_Problem to work on_
Reading the listing below, restate each entry exactly as written.
** Recorded data follows **
use crate::angular;
use crate::point::checked;
use crate::Datum;
use crate::Error;
use crate::GeodeticPoint;
use crate::GeodeticPosition;

/// Tuning of the iterative solvers.
///
/// `tolerance` is the convergence criterion, in radians on the auxiliary
/// sphere: 1e-12 corresponds to about 6 µm on the earth. `max_iterations`
/// bounds the work done before giving up with [`Error::Convergence`].
/// With `wrap` set, longitude differences are unrolled into (-180, 180],
/// so the inverse problem is always solved the short way round.
#[derive(Clone, Copy, Debug, PartialEq)]
pub struct GeodesicOptions {
    pub tolerance: f64,
    pub max_iterations: usize,
    pub wrap: bool,
}

impl Default for GeodesicOptions {
    fn default() -> GeodesicOptions {
        GeodesicOptions {
            tolerance: 1e-12,
            max_iterations: 100,
            wrap: false,
        }
    }
}

impl GeodesicOptions {
    #[must_use]
    pub fn with_tolerance(self, tolerance: f64) -> GeodesicOptions {
        GeodesicOptions { tolerance, ..self }
    }

    #[must_use]
    pub fn with_max_iterations(self, max_iterations: usize) -> GeodesicOptions {
        GeodesicOptions {
            max_iterations,
            ..self
        }
    }

    #[must_use]
    pub fn with_wrap(self, wrap: bool) -> GeodesicOptions {
        GeodesicOptions { wrap, ..self }
    }

    /// Both solvers validate their options before use
    pub fn validate(&self) -> Result<(), Error> {
        if !(self.tolerance.is_finite() && self.tolerance > 0.) {
            return Err(Error::BadParam(
                "tolerance".to_string(),
                self.tolerance.to_string(),
            ));
        }
        if self.max_iterations < 1 {
            return Err(Error::BadParam(
                "max_iterations".to_string(),
                self.max_iterations.to_string(),
            ));
        }
        Ok(())
    }
}

/// Length of the geodesic, in meters, and its compass bearings, in
/// degrees [0, 360), at departure and at arrival.
#[derive(Clone, Copy, Debug, PartialEq)]
pub struct InverseResult {
    pub distance: f64,
    pub initial_bearing: f64,
    pub final_bearing: f64,
    /// Number of solver iterations spent
    pub iterations: usize,
}

/// The destination point, its longitude wrapped to (-180, 180], and the
/// compass bearing of arrival, in degrees [0, 360).
#[derive(Clone, Copy, Debug, PartialEq)]
pub struct DirectResult<'a> {
    pub destination: GeodeticPoint<'a>,
    pub final_bearing: f64,
    /// Number of solver iterations spent
    pub iterations: usize,
}

/// The inverse geodesic problem: Distance, initial bearing and final
/// bearing from `p1` to `p2`.
///
/// # Errors
///
/// - [`Error::Contract`] if a point is not bound to a datum, or has
///   invalid coordinates
/// - [`Error::MismatchedDatum`] if the points refer to different ellipsoids
/// - [`Error::CoincidentPoints`] if the points coincide, making the
///   bearings undefined
/// - [`Error::Convergence`] if the iteration gives up, typically
///   for near-antipodal points
///
/// # Examples
///
/// Cambridge to Paris, as in [Veness (2019)](crate::Bibliography::Ven19):
///
/// ```rust
/// use vincenty::prelude::*;
///
/// let cambridge = GeodeticPoint::wgs84(52.205, 0.119)?;
/// let paris = GeodeticPoint::wgs84(48.857, 2.351)?;
/// let geodesic = compute_inverse(&cambridge, &paris, &GeodesicOptions::default())?;
/// assert!((geodesic.distance - 404_607.806).abs() < 1e-3);
/// assert!((geodesic.initial_bearing - 156.110_640).abs() < 1e-6);
/// # Ok::<(), vincenty::Error>(())
/// ```
pub fn compute_inverse<P, Q>(
    p1: &P,
    p2: &Q,
    options: &GeodesicOptions,
) -> Result<InverseResult, Error>
where
    P: GeodeticPosition + ?Sized,
    Q: GeodeticPosition + ?Sized,
{
    options.validate()?;
    let (lat1, lon1, datum1) = checked(p1)?;
    let (lat2, lon2, datum2) = checked(p2)?;
    compatible(datum1, datum2)?;

    let (dlon, _) = angular::unroll180(lon1, lon2, options.wrap);
    let ellps = datum1.ellipsoid();
    let solution = ellps.geodesic_inv(
        lat1.to_radians(),
        lat2.to_radians(),
        dlon.to_radians(),
        options,
    )?;

    Ok(InverseResult {
        distance: solution.distance,
        initial_bearing: angular::bearing(solution.azimuth1),
        final_bearing: angular::bearing(solution.azimuth2),
        iterations: solution.iterations,
    })
}

/// The direct geodesic problem: The destination reached by travelling
/// `distance` meters from `p0`, setting out at the compass bearing
/// `initial_bearing` (degrees), and the bearing of arrival.
///
/// The destination is bound to the datum of `p0`.
///
/// # Errors
///
/// - [`Error::Contract`] if `p0` is not bound to a datum, or has
///   invalid coordinates
/// - [`Error::BadParam`] for a negative or non-finite distance, or a
///   non-finite bearing
/// - [`Error::Convergence`] if the iteration gives up
///
/// # Examples
///
/// ```rust
/// use vincenty::prelude::*;
///
/// let flinders_peak = GeodeticPoint::wgs84(-37.95103342, 144.42486789)?;
/// let options = GeodesicOptions::default();
/// let result = compute_direct(&flinders_peak, 306.86816, 54_972.271, &options)?;
/// let buninyong = result.destination;
/// assert!((buninyong.latitude() + 37.652_821).abs() < 1e-6);
/// assert!((buninyong.longitude() - 143.926_496).abs() < 1e-6);
/// # Ok::<(), vincenty::Error>(())
/// ```
pub fn compute_direct<'a, P>(
    p0: &'a P,
    initial_bearing: f64,
    distance: f64,
    options: &GeodesicOptions,
) -> Result<DirectResult<'a>, Error>
where
    P: GeodeticPosition + ?Sized,
{
    options.validate()?;
    let (lat, lon, datum) = checked(p0)?;
    if !(distance.is_finite() && distance >= 0.) {
        return Err(Error::BadParam("distance".to_string(), distance.to_string()));
    }
    if !initial_bearing.is_finite() {
        return Err(Error::BadParam(
            "initial_bearing".to_string(),
            initial_bearing.to_string(),
        ));
    }

    let ellps = datum.ellipsoid();
    let solution = ellps.geodesic_fwd(
        lat.to_radians(),
        initial_bearing.to_radians(),
        distance,
        options,
    )?;

    let latitude = solution.latitude.to_degrees().clamp(-90., 90.);
    let longitude = angular::wrap180(lon + solution.longitude_delta.to_degrees());
    Ok(DirectResult {
        destination: GeodeticPoint::raw(latitude, longitude, datum),
        final_bearing: angular::bearing(solution.azimuth2),
        iterations: solution.iterations,
    })
}

// Geodesics are only defined between points on the same ellipsoid
pub(crate) fn compatible(datum1: &Datum, datum2: &Datum) -> Result<(), Error> {
    if datum1.ellipsoid().is_compatible_with(datum2.ellipsoid()) {
        return Ok(());
    }
    Err(Error::MismatchedDatum(
        datum1.name().to_string(),
        datum2.name().to_string(),
    ))
}

// ----- Tests ---------------------------------------------------------------------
** End of Recorded data **
_Written reply_
use crate::angular;
use crate::point::checked;
use crate::Datum;
use crate::Error;
use crate::GeodeticPoint;
use crate::GeodeticPosition;

/// Tuning of the iterative solvers.
///
/// `tolerance` is the convergence criterion, in radians on the auxiliary
/// sphere: 1e-12 corresponds to about 6 µm on the earth. `max_iterations`
/// bounds the work done before giving up with [`Error::Convergence`].
/// With `wrap` set, longitude differences are unrolled into (-180, 180],
/// so the inverse problem is always solved the short way round.
#[derive(Clone, Copy, Debug, PartialEq)]
pub struct GeodesicOptions {
    pub tolerance: f64,
    pub max_iterations: usize,
    pub wrap: bool,
}

impl Default for GeodesicOptions {
    fn default() -> GeodesicOptions {
        GeodesicOptions {
            tolerance: 1e-12,
            max_iterations: 100,
            wrap: false,
        }
    }
}

impl GeodesicOptions {
    #[must_use]
    pub fn with_tolerance(self, tolerance: f64) -> GeodesicOptions {
        GeodesicOptions { tolerance, ..self }
    }

    #[must_use]
    pub fn with_max_iterations(self, max_iterations: usize) -> GeodesicOptions {
        GeodesicOptions {
            max_iterations,
            ..self
        }
    }

    #[must_use]
    pub fn with_wrap(self, wrap: bool) -> GeodesicOptions {
        GeodesicOptions { wrap, ..self }
    }

    /// Both solvers validate their options before use
    pub fn validate(&self) -> Result<(), Error> {
        if !(self.tolerance.is_finite() && self.tolerance > 0.) {
            return Err(Error::BadParam(
                "tolerance".to_string(),
                self.tolerance.to_string(),
            ));
        }
        if self.max_iterations < 1 {
            return Err(Error::BadParam(
                "max_iterations".to_string(),
                self.max_iterations.to_string(),
            ));
        }
        Ok(())
    }
}

/// Length of the geodesic, in meters, and its compass bearings, in
/// degrees [0, 360), at departure and at arrival.
#[derive(Clone, Copy, Debug, PartialEq)]
pub struct InverseResult {
    pub distance: f64,
    pub initial_bearing: f64,
    pub final_bearing: f64,
    /// Number of solver iterations spent
    pub iterations: usize,
}

/// The destination point, its longitude wrapped to (-180, 180], and the
/// compass bearing of arrival, in degrees [0, 360).
#[derive(Clone, Copy, Debug, PartialEq)]
pub struct DirectResult<'a> {
    pub destination: GeodeticPoint<'a>,
    pub final_bearing: f64,
    /// Number of solver iterations spent
    pub iterations: usize,
}

/// The inverse geodesic problem: Distance, initial bearing and final
/// bearing from `p1` to `p2`.
///
/// # Errors
///
/// - [`Error::Contract`] if a point is not bound to a datum, or has
///   invalid coordinates
/// - [`Error::MismatchedDatum`] if the points refer to different ellipsoids
/// - [`Error::CoincidentPoints`] if the points coincide, making the
///   bearings undefined
/// - [`Error::Convergence`] if the iteration gives up, typically
///   for near-antipodal points
///
/// # Examples
///
/// Cambridge to Paris, as in [Veness (2019)](crate::Bibliography::Ven19):
///
/// ```rust
/// use vincenty::prelude::*;
///
/// let cambridge = GeodeticPoint::wgs84(52.205, 0.119)?;
/// let paris = GeodeticPoint::wgs84(48.857, 2.351)?;
/// let geodesic = compute_inverse(&cambridge, &paris, &GeodesicOptions::default())?;
/// assert!((geodesic.distance - 404_607.806).abs() < 1e-3);
/// assert!((geodesic.initial_bearing - 156.110_640).abs() < 1e-6);
/// # Ok::<(), vincenty::Error>(())
/// ```
pub fn compute_inverse<P, Q>(
    p1: &P,
    p2: &Q,
    options: &GeodesicOptions,
) -> Result<InverseResult, Error>
where
    P: GeodeticPosition + ?Sized,
    Q: GeodeticPosition + ?Sized,
{
    options.validate()?;
    let (lat1, lon1, datum1) = checked(p1)?;
    let (lat2, lon2, datum2) = checked(p2)?;
    compatible(datum1, datum2)?;

    let (dlon, _) = angular::unroll180(lon1, lon2, options.wrap);
    let ellps = datum1.ellipsoid();
    let solution = ellps.geodesic_inv(
        lat1.to_radians(),
        lat2.to_radians(),
        dlon.to_radians(),
        options,
    )?;

    Ok(InverseResult {
        distance: solution.distance,
        initial_bearing: angular::bearing(solution.azimuth1),
        final_bearing: angular::bearing(solution.azimuth2),
        iterations: solution.iterations,
    })
}

/// The direct geodesic problem: The destination reached by travelling
/// `distance` meters from `p0`, setting out at the compass bearing
/// `initial_bearing` (degrees), and the bearing of arrival.
///
/// The destination is bound to the datum of `p0`.
///
/// # Errors
///
/// - [`Error::Contract`] if `p0` is not bound to a datum, or has
///   invalid coordinates
/// - [`Error::BadParam`] for a negative or non-finite distance, or a
///   non-finite bearing
/// - [`Error::Convergence`] if the iteration gives up
///
/// # Examples
///
/// ```rust
/// use vincenty::prelude::*;
///
/// let flinders_peak = GeodeticPoint::wgs84(-37.95103342, 144.42486789)?;
/// let options = GeodesicOptions::default();
/// let result = compute_direct(&flinders_peak, 306.86816, 54_972.271, &options)?;
/// let buninyong = result.destination;
/// assert!((buninyong.latitude() + 37.652_821).abs() < 1e-6);
/// assert!((buninyong.longitude() - 143.926_496).abs() < 1e-6);
/// # Ok::<(), vincenty::Error>(())
/// ```
pub fn compute_direct<'a, P>(
    p0: &'a P,
    initial_bearing: f64,
    distance: f64,
    options: &GeodesicOptions,
) -> Result<DirectResult<'a>, Error>
where
    P: GeodeticPosition + ?Sized,
{
    options.validate()?;
    let (lat, lon, datum) = checked(p0)?;
    if !(distance.is_finite() && distance >= 0.) {
        return Err(Error::BadParam("distance".to_string(), distance.to_string()));
    }
    if !initial_bearing.is_finite() {
        return Err(Error::BadParam(
            "initial_bearing".to_string(),
            initial_bearing.to_string(),
        ));
    }

    let ellps = datum.ellipsoid();
    let solution = ellps.geodesic_fwd(
        lat.to_radians(),
        initial_bearing.to_radians(),
        distance,
        options,
    )?;

    let latitude = solution.latitude.to_degrees().clamp(-90., 90.);
    let longitude = angular::wrap180(lon + solution.longitude_delta.to_degrees());
    Ok(DirectResult {
        destination: GeodeticPoint::raw(latitude, longitude, datum),
        final_bearing: angular::bearing(solution.azimuth2),
        iterations: solution.iterations,
    })
}

// Geodesics are only defined between points on the same ellipsoid
pub(crate) fn compatible(datum1: &Datum, datum2: &Datum) -> Result<(), Error> {
    if datum1.ellipsoid().is_compatible_with(datum2.ellipsoid()) {
        return Ok(());
    }
    Err(Error::MismatchedDatum(
        datum1.name().to_string(),
        datum2.name().to_string(),
    ))
}

// ----- Tests ---------------------------------------------------------------------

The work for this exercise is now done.